The new measures will allow the reversal of unlawfully acquired wealth from major drug traffickers and will also help in the expansion of power to stop and search for huge amounts of laundered money. The senior ministers have been working on new measures to combat the causes of crime since last year when the top-ranked officer alerted the NSW authority about secret briefings which stated the crimes were out of control.
After several days of the briefing, Premier Dominic Perrottet was presented with the same information from the senior government source. In the same month, the Attorney-General Mark Speakman and after which the minister of police, David Elliot started to work on laws for countering unexplained wealth. The measles continued under Paul Toole, the new Minister appointed for the Police.

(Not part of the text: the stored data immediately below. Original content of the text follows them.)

//! Intermediate files shared between pipeline stages.
//!
//! Every write goes to a temporary file in the destination directory and is
//! renamed into place, so an artifact is either complete or absent.

use crate::config::AppConfig;
use crate::error::{ConfigError, IngestError};
use crate::models::ChunkCollection;
use std::fs;
use std::io::Write;
use std::path::{Path, PathBuf};
use tempfile::NamedTempFile;
use tracing::debug;

#[derive(Debug, Clone, PartialEq, Eq)]
pub struct RulebookPaths {
    pub pdf: PathBuf,
    pub raw_text: PathBuf,
    pub clean_text: PathBuf,
    pub chunks: PathBuf,
    pub index: PathBuf,
}

impl RulebookPaths {
    pub fn new(data_dir: &Path, rules_file: &str, language: &str) -> Result<Self, IngestError> {
        let stem = Path::new(rules_file)
            .file_stem()
            .and_then(|stem| stem.to_str())
            .filter(|stem| !stem.is_empty())
            .ok_or_else(|| {
                IngestError::InvalidArgument(format!("rules file has no name: {rules_file:?}"))
            })?;

        Ok(Self {
            pdf: data_dir.join(rules_file),
            raw_text: data_dir.join(format!("{stem}_raw.txt")),
            clean_text: data_dir.join(format!("{stem}.txt")),
            chunks: data_dir.join(format!("{stem}_chunks.json")),
            index: data_dir.join(format!("vector_index_{language}.json")),
        })
    }

    pub fn from_config(config: &AppConfig) -> Result<Self, ConfigError> {
        config.paths()
    }
}

pub fn read_text(path: &Path) -> Result<String, IngestError> {
    if !path.exists() {
        return Err(IngestError::MissingInput(path.to_path_buf()));
    }
    Ok(fs::read_to_string(path)?)
}

pub fn write_text_atomic(path: &Path, text: &str) -> Result<(), IngestError> {
    write_atomic(path, text.as_bytes())
}

pub fn write_atomic(path: &Path, bytes: &[u8]) -> Result<(), IngestError> {
    let parent = match path.parent() {
        Some(parent) if !parent.as_os_str().is_empty() => parent.to_path_buf(),
        _ => PathBuf::from("."),
    };
    fs::create_dir_all(&parent)?;

    let mut file = NamedTempFile::new_in(&parent)?;
    file.write_all(bytes)?;
    file.flush()?;
    file.persist(path)?;

    debug!(path = %path.display(), bytes = bytes.len(), "wrote artifact");
    Ok(())
}

pub fn save_chunks(path: &Path, collection: &ChunkCollection) -> Result<(), IngestError> {
    let encoded = serde_json::to_vec_pretty(collection)?;
    write_atomic(path, &encoded)
}

pub fn load_chunks(path: &Path) -> Result<ChunkCollection, IngestError> {
    if !path.exists() {
        return Err(IngestError::MissingInput(path.to_path_buf()));
    }
    let bytes = fs::read(path)?;
    Ok(serde_json::from_slice(&bytes)?)
}

#[cfg(test)]
mod tests {
    use super::*;
    use crate::models::{Chunk, ChunkMetadata};
    use chrono::Utc;
    use tempfile::tempdir;

    fn chunk(index: u64, text: &str, start_offset: usize) -> Chunk {
        Chunk {
            text: text.to_string(),
            metadata: ChunkMetadata {
                chunk_id: format!("id-{index}"),
                source: "rules.txt".to_string(),
                chunk_index: index,
                start_offset,
                char_len: text.chars().count(),
                section: Some("ORDERS".to_string()),
            },
        }
    }

    #[test]
    fn paths_follow_rules_file_stem() {
        let paths =
            RulebookPaths::new(Path::new("data"), "bolt_v3.pdf", "fr").expect("valid name");

        assert_eq!(paths.pdf, PathBuf::from("data/bolt_v3.pdf"));
        assert_eq!(paths.raw_text, PathBuf::from("data/bolt_v3_raw.txt"));
        assert_eq!(paths.clean_text, PathBuf::from("data/bolt_v3.txt"));
        assert_eq!(paths.chunks, PathBuf::from("data/bolt_v3_chunks.json"));
        assert_eq!(paths.index, PathBuf::from("data/vector_index_fr.json"));
        assert!(RulebookPaths::new(Path::new("data"), "", "fr").is_err());
    }

    #[test]
    fn chunk_collection_round_trips_order_and_bytes() -> Result<(), Box<dyn std::error::Error>> {
        let dir = tempdir()?;
        let path = dir.path().join("rules_chunks.json");
        let collection = ChunkCollection {
            source: "rules.txt".to_string(),
            created_at: Utc::now(),
            chunk_size: 20,
            chunk_overlap: 5,
            chunks: vec![
                chunk(0, "## ORDERS\n\n", 0),
                chunk(1, "Dés d'ordre « tirés »\t\n", 11),
                chunk(2, "  trailing spaces  ", 33),
            ],
        };

        save_chunks(&path, &collection)?;
        let loaded = load_chunks(&path)?;

        assert_eq!(loaded, collection);
        Ok(())
    }

    #[test]
    fn missing_inputs_are_named() {
        let dir = tempdir().expect("tempdir");
        let path = dir.path().join("absent.txt");

        match read_text(&path) {
            Err(IngestError::MissingInput(reported)) => assert_eq!(reported, path),
            other => panic!("unexpected result: {other:?}"),
        }
        assert!(matches!(
            load_chunks(&path),
            Err(IngestError::MissingInput(_))
        ));
    }

    #[test]
    fn atomic_write_replaces_existing_file_and_leaves_no_temp_files(
    ) -> Result<(), Box<dyn std::error::Error>> {
        let dir = tempdir()?;
        let path = dir.path().join("nested").join("clean.txt");

        write_text_atomic(&path, "first")?;
        write_text_atomic(&path, "second")?;

        assert_eq!(read_text(&path)?, "second");
        let entries = fs::read_dir(path.parent().expect("parent"))?.count();
        assert_eq!(entries, 1);
        Ok(())
    }
}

Perrottet stated about the new laws will provide assistance to the police to help infiltrate the criminal networks. He said: “Organised crime is all about drug supply and money – and to truly shut it down we need to shut down the flow of dollars that fuels it,”
The police minister Paul Toole also stated about the new laws: “If you think you can hide the ill-gotten gains of crime, you are wrong. If you think you can avoid detection by using encrypted devices, you are wrong,” He added to the use of encrypted devices: “These reforms will make it an offence to possess these kinds of devices and allow us to better target high-risk individuals from using them to orchestrate crime.”
The legislation will be introduced in the spring session meetings of the parliament.